Debt in All its Forms
Amos Lassen
I am fairly sure that when we think of debt, we think of personal situations when we owe on our house, our car and our personal loans. In this adaptation of Margaret Atwood’s nonfiction “Payback: Debt and the Shadow Side of Wealth” we get a look at debt in all of its forms–societal, personal, environmental, spiritual, criminal, and economic. This film was the official selection of the 2012 Sundance Film Festival and a 2012 theatrical release and it will certainly make you think and look at debt in a completely different way. Directed by Jennifer Baichwal and coming to us on DVD from Zeitgeist Films, this is one documentary that needs to be seen by everyone. The film looks at “some intriguing debtor/creditor relationships: two families in a years-long Albanian blood feud; the BP oil spill vs. the Gulf Coast; mistreated Florida tomato farm workers and their bosses; imprisoned media mogul Conrad Black and the U.S. justice system. With stunning cinematography and insightful commentary, the film is a brilliant, game-changing rumination on the subject.

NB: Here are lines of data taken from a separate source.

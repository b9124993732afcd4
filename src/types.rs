// Wire types for the /analyze and /generate endpoints.
//
// Both endpoints answer HTTP 200 with a result envelope; `success`
// carries the outcome and `error` the human-readable cause on failure.

use serde::{Deserialize, Serialize};

/// JSON body accepted by `POST /analyze`.
///
/// Exactly one of `video_url` / `video_data` / `youtube_url` is expected;
/// when several are populated the dispatcher resolves them with a fixed
/// precedence (YouTube first, then URL, then raw bytes).
#[derive(Debug, Clone, Deserialize)]
pub struct AnalyzeRequestBody {
    pub video_url: Option<String>,
    /// Base64-encoded video bytes.
    pub video_data: Option<String>,
    pub youtube_url: Option<String>,
    pub prompt: Option<String>,
    pub model: Option<String>,
    /// Clip start, e.g. "10s" or "1m30s". YouTube sources only.
    pub start_offset: Option<String>,
    /// Clip end, e.g. "2m" or "3m45s". YouTube sources only.
    pub end_offset: Option<String>,
}

/// Analysis request after base64 decoding, ready for dispatch.
#[derive(Debug, Clone, Default)]
pub struct AnalysisRequest {
    pub youtube_url: Option<String>,
    pub video_url: Option<String>,
    pub video_bytes: Option<Vec<u8>>,
    pub prompt: Option<String>,
    pub model: Option<String>,
    pub start_offset: Option<String>,
    pub end_offset: Option<String>,
}

/// Sub-range of a referenced video, passed through to the provider verbatim.
#[derive(Debug, Clone, PartialEq, Eq)]
pub struct ClipRange {
    pub start_offset: Option<String>,
    pub end_offset: Option<String>,
}

impl ClipRange {
    pub fn from_offsets(start: Option<String>, end: Option<String>) -> Option<Self> {
        if start.is_none() && end.is_none() {
            None
        } else {
            Some(Self {
                start_offset: start,
                end_offset: end,
            })
        }
    }
}

/// Result envelope for `POST /analyze`.
#[derive(Debug, Clone, Serialize, Deserialize)]
pub struct AnalysisResponse {
    pub success: bool,
    #[serde(skip_serializing_if = "Option::is_none")]
    pub analysis: Option<String>,
    #[serde(skip_serializing_if = "Option::is_none")]
    pub model: Option<String>,
    #[serde(skip_serializing_if = "Option::is_none")]
    pub video_size_mb: Option<f64>,
    #[serde(skip_serializing_if = "Option::is_none")]
    pub youtube_url: Option<String>,
    #[serde(skip_serializing_if = "Option::is_none")]
    pub error: Option<String>,
}

impl AnalysisResponse {
    pub fn ok(analysis: String, model: String) -> Self {
        Self {
            success: true,
            analysis: Some(analysis),
            model: Some(model),
            video_size_mb: None,
            youtube_url: None,
            error: None,
        }
    }

    pub fn failed(error: impl Into<String>) -> Self {
        Self {
            success: false,
            analysis: None,
            model: None,
            video_size_mb: None,
            youtube_url: None,
            error: Some(error.into()),
        }
    }

    pub fn with_size(mut self, size_mb: f64) -> Self {
        self.video_size_mb = Some(size_mb);
        self
    }

    pub fn with_youtube_url(mut self, url: impl Into<String>) -> Self {
        self.youtube_url = Some(url.into());
        self
    }
}

/// JSON body accepted by `POST /generate`.
///
/// Field names and defaults match the fal.ai Veo reference-to-video
/// arguments, so this struct doubles as the submitted job payload.
#[derive(Debug, Clone, Serialize, Deserialize)]
pub struct GenerationRequest {
    /// Reference image URLs, at least one.
    pub image_urls: Vec<String>,
    pub prompt: String,
    #[serde(default = "default_duration")]
    pub duration: String,
    #[serde(default)]
    pub resolution: Resolution,
    #[serde(default = "default_generate_audio")]
    pub generate_audio: bool,
}

fn default_duration() -> String {
    "8s".to_string()
}

fn default_generate_audio() -> bool {
    true
}

#[derive(Debug, Clone, Copy, Default, PartialEq, Eq, Serialize, Deserialize)]
pub enum Resolution {
    #[default]
    #[serde(rename = "720p")]
    Hd720,
    #[serde(rename = "1080p")]
    Fhd1080,
}

/// Result envelope for `POST /generate`.
#[derive(Debug, Clone, Serialize, Deserialize)]
pub struct GenerationResponse {
    pub success: bool,
    #[serde(skip_serializing_if = "Option::is_none")]
    pub video_url: Option<String>,
    #[serde(skip_serializing_if = "Option::is_none")]
    pub error: Option<String>,
}

impl GenerationResponse {
    pub fn ok(video_url: Option<String>) -> Self {
        Self {
            success: true,
            video_url,
            error: None,
        }
    }

    pub fn failed(error: impl Into<String>) -> Self {
        Self {
            success: false,
            video_url: None,
            error: Some(error.into()),
        }
    }
}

Payback features appearances by Margaret Atwood; economist-activist Raj Patel; International Crisis Group CEO and former war crimes prosecutor Louise Arbour; ecological economist William Rees; religious history commentator Karen Armstrong; and writer Eric Schlosser (Fast Food Nation)”.

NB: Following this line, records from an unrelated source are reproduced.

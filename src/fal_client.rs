// fal.ai queue client for the Veo reference-to-video model.
//
// The queue API decouples submission from completion: submit returns a
// request id plus status/response URLs, status is polled until the job
// leaves the queue, then the result document is fetched. From the
// caller's point of view this behaves like one synchronous call.

use std::time::{Duration, Instant};

use reqwest::Client;
use serde::Deserialize;
use serde_json::Value;

use crate::error::ProviderError;
use crate::generation::GenerationBackend;
use crate::types::GenerationRequest;

pub const VEO_MODEL_ID: &str = "fal-ai/veo3.1/reference-to-video";

#[derive(Debug, Clone)]
pub struct FalClient {
    client: Client,
    api_key: String,
    queue_base_url: String,
    poll_interval: Duration,
    timeout: Duration,
}

#[derive(Debug, Deserialize)]
struct FalSubmitResponse {
    request_id: String,
    status_url: String,
    response_url: String,
}

#[derive(Debug, Deserialize)]
struct FalStatusResponse {
    status: String,
}

#[derive(Debug, Deserialize)]
struct FalErrorResponse {
    detail: String,
}

impl FalClient {
    pub fn new(api_key: String) -> Self {
        Self {
            client: Client::new(),
            api_key,
            queue_base_url: "https://queue.fal.run".to_string(),
            poll_interval: Duration::from_secs(3),
            timeout: Duration::from_secs(600),
        }
    }

    async fn submit(&self, request: &GenerationRequest) -> Result<FalSubmitResponse, ProviderError> {
        let url = format!("{}/{}", self.queue_base_url, VEO_MODEL_ID);

        let response = self
            .client
            .post(&url)
            .header("Authorization", format!("Key {}", self.api_key))
            .header("Content-Type", "application/json")
            .json(request)
            .send()
            .await?;

        if !response.status().is_success() {
            let text = response.text().await.unwrap_or_default();
            return Err(ProviderError::Api(error_detail(&text)));
        }

        Ok(response.json().await?)
    }

    async fn poll_until_ready(
        &self,
        request_id: &str,
        status_url: &str,
    ) -> Result<(), ProviderError> {
        let start = Instant::now();

        loop {
            if start.elapsed() > self.timeout {
                return Err(ProviderError::Timeout(self.timeout.as_secs()));
            }

            let response = self
                .client
                .get(status_url)
                .header("Authorization", format!("Key {}", self.api_key))
                .send()
                .await?;

            if !response.status().is_success() {
                let text = response.text().await.unwrap_or_default();
                return Err(ProviderError::Api(error_detail(&text)));
            }

            let status: FalStatusResponse = response.json().await?;
            match status.status.as_str() {
                "COMPLETED" => return Ok(()),
                "IN_QUEUE" | "IN_PROGRESS" => {
                    tracing::debug!(
                        request_id,
                        status = %status.status,
                        elapsed_secs = start.elapsed().as_secs(),
                        "waiting for fal.ai job"
                    );
                    tokio::time::sleep(self.poll_interval).await;
                }
                "FAILED" => {
                    return Err(ProviderError::Api(
                        "fal.ai reported the job as failed".to_string(),
                    ))
                }
                other => {
                    return Err(ProviderError::Api(format!(
                        "fal.ai returned unexpected status: {}",
                        other
                    )))
                }
            }
        }
    }

    async fn fetch_result(&self, response_url: &str) -> Result<Value, ProviderError> {
        let response = self
            .client
            .get(response_url)
            .header("Authorization", format!("Key {}", self.api_key))
            .send()
            .await?;

        if !response.status().is_success() {
            let text = response.text().await.unwrap_or_default();
            return Err(ProviderError::Api(error_detail(&text)));
        }

        Ok(response.json().await?)
    }
}

/// Pull the human-readable detail out of a fal.ai error body, falling
/// back to the raw text.
fn error_detail(text: &str) -> String {
    match serde_json::from_str::<FalErrorResponse>(text) {
        Ok(parsed) => parsed.detail,
        Err(_) => text.to_string(),
    }
}

#[async_trait::async_trait]
impl GenerationBackend for FalClient {
    async fn reference_to_video(
        &self,
        request: &GenerationRequest,
    ) -> Result<Value, ProviderError> {
        let submitted = self.submit(request).await?;
        tracing::debug!(request_id = %submitted.request_id, model = VEO_MODEL_ID, "submitted fal.ai job");

        self.poll_until_ready(&submitted.request_id, &submitted.status_url)
            .await?;
        tracing::debug!(request_id = %submitted.request_id, "fal.ai job completed");

        self.fetch_result(&submitted.response_url).await
    }
}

The film looks at the ideas that are universally held about debt and then makes intellectual and philosophical connections all over the world and even though everyone (as stated previously) should see this film, it will probably appeal to a very limited but appreciative audience. The documentary shifts back and forth between Atwood speaking and writing and a guilty drug addict in prison, tomato farmers in Florida who are abused, the BP oil spill off the coast of Louisiana and a family in Albania who are forced to remain on their property because of an ancient code. This is a film whose goal it is to question injustice but for some reason it begins to argue for generosity and open-heartedness while it looks at greed, vengeance and exploitation.

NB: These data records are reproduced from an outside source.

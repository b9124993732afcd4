// Source Fetcher: turns a video URL into bytes.
//
// Social-media URLs go through the yt-dlp executable (several platforms
// refuse plain HTTP clients); everything else is a direct GET. yt-dlp
// downloads land in a scratch directory that is removed on every exit
// path before the bytes are returned.

use std::path::{Path, PathBuf};
use std::process::Stdio;

use tokio::process::Command;

use crate::error::FetchError;

/// Host fragments that route a URL to the yt-dlp path. Matching is
/// case-insensitive and substring-based, not a host-equality check.
const SOCIAL_MEDIA_HOSTS: &[&str] = &[
    "tiktok.com",
    "instagram.com",
    "twitter.com",
    "x.com",
    "facebook.com",
    "reddit.com",
    "snapchat.com",
    "vimeo.com",
];

// TikTok rejects obvious non-browser clients, so yt-dlp is told to look
// like a desktop Chrome.
const BROWSER_USER_AGENT: &str = "Mozilla/5.0 (Windows NT 10.0; Win64; x64) AppleWebKit/537.36 (KHTML, like Gecko) Chrome/120.0.0.0 Safari/537.36";

pub fn is_social_media_url(url: &str) -> bool {
    let lower = url.to_lowercase();
    SOCIAL_MEDIA_HOSTS.iter().any(|host| lower.contains(host))
}

#[derive(Debug, Clone)]
pub struct SourceFetcher {
    http: reqwest::Client,
    ytdlp_bin: String,
}

impl SourceFetcher {
    pub fn new(ytdlp_bin: impl Into<String>) -> Self {
        Self {
            http: reqwest::Client::new(),
            ytdlp_bin: ytdlp_bin.into(),
        }
    }

    /// Materialize the video behind `url` as raw bytes.
    ///
    /// The direct-GET path returns the response body verbatim regardless
    /// of status code; callers must not assume the bytes are valid video.
    pub async fn fetch(&self, url: &str) -> Result<Vec<u8>, FetchError> {
        if is_social_media_url(url) {
            tracing::info!(url, "social media URL detected, downloading with yt-dlp");
            self.download_with_ytdlp(url).await
        } else {
            tracing::info!(url, "downloading video with direct GET");
            let response = self.http.get(url).send().await?;
            Ok(response.bytes().await?.to_vec())
        }
    }

    async fn download_with_ytdlp(&self, url: &str) -> Result<Vec<u8>, FetchError> {
        let bin = self.ytdlp_bin.clone();
        let url = url.to_string();
        with_scratch_dir(move |dir| async move {
            run_ytdlp(&bin, &url, &dir).await?;
            read_downloaded_file(&dir).await
        })
        .await
    }
}

async fn run_ytdlp(bin: &str, url: &str, dir: &Path) -> Result<(), FetchError> {
    let output_template = dir.join("video.%(ext)s");

    let output = Command::new(bin)
        .arg("--format")
        .arg("best[ext=mp4]/best")
        .arg("--output")
        .arg(&output_template)
        .arg("--no-playlist")
        .arg("--quiet")
        .arg("--no-warnings")
        .arg("--extractor-args")
        .arg("tiktok:webpage_download_timeout=30")
        .arg("--user-agent")
        .arg(BROWSER_USER_AGENT)
        .arg("--add-headers")
        .arg("Accept:text/html,application/xhtml+xml,application/xml;q=0.9,*/*;q=0.8")
        .arg("--add-headers")
        .arg("Accept-Language:en-us,en;q=0.5")
        .arg("--add-headers")
        .arg("Sec-Fetch-Mode:navigate")
        .arg(url)
        .stdout(Stdio::piped())
        .stderr(Stdio::piped())
        .output()
        .await
        .map_err(|e| FetchError::ToolNotAvailable(e.to_string()))?;

    if !output.status.success() {
        let stderr = String::from_utf8_lossy(&output.stderr);
        tracing::error!("yt-dlp error: {}", stderr);
        return Err(FetchError::Download(stderr.trim().to_string()));
    }

    Ok(())
}

async fn read_downloaded_file(dir: &Path) -> Result<Vec<u8>, FetchError> {
    let mut entries = tokio::fs::read_dir(dir).await?;
    while let Some(entry) = entries.next_entry().await? {
        if entry.file_type().await?.is_file() {
            tracing::debug!(file = %entry.path().display(), "reading downloaded video");
            return Ok(tokio::fs::read(entry.path()).await?);
        }
    }
    Err(FetchError::Download(
        "yt-dlp reported success but produced no file".to_string(),
    ))
}

/// Run `f` with an exclusively-owned scratch directory that is removed
/// once `f` resolves, whether it succeeded or failed. Removal itself is
/// best-effort: a cleanup failure is logged, never surfaced.
pub(crate) async fn with_scratch_dir<T, F, Fut>(f: F) -> Result<T, FetchError>
where
    F: FnOnce(PathBuf) -> Fut,
    Fut: std::future::Future<Output = Result<T, FetchError>>,
{
    let dir = tempfile::tempdir()?;
    let result = f(dir.path().to_path_buf()).await;
    if let Err(e) = dir.close() {
        tracing::warn!("failed to remove scratch directory: {}", e);
    }
    result
}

The film is built on the focus of the social implications that are the result of owing money and it does so with style and grace.
“Baichwal’s footage of the Gulf’s petroleum-slicked fowl being sprayed by an environmental-cleanup team, the near-frenzy of the tomato pickers’ workday in the fields, and the rusting ruin of the defunct Eastern State Penitentiary in Philadelphia exerts power through the unseen main actors: the BP directors who cut corners (though few details are supplied here), the farm workers’ employers whose crimes have extended to literal slavery, the reformers and prisoners of the pioneering ESP. Her more prosaic tools are interviews with scholars on market economics, ecology, and human rights, whose views cover such a breadth of crises that the “debt” theme nearly spirals out of control, seemingly applicable to nearly all failures of civilization; contemplating the unceasing devouring of Earth’s resources, the ecologist William Rees suggests that “humans have become a rogue species,” racking up an ever-expanding deficit of natural assets”.
We do get a slight taste of hope by showing a way of balancing the debit ledger of civilization with altruism and if this is what it takes, then the time has come to do so.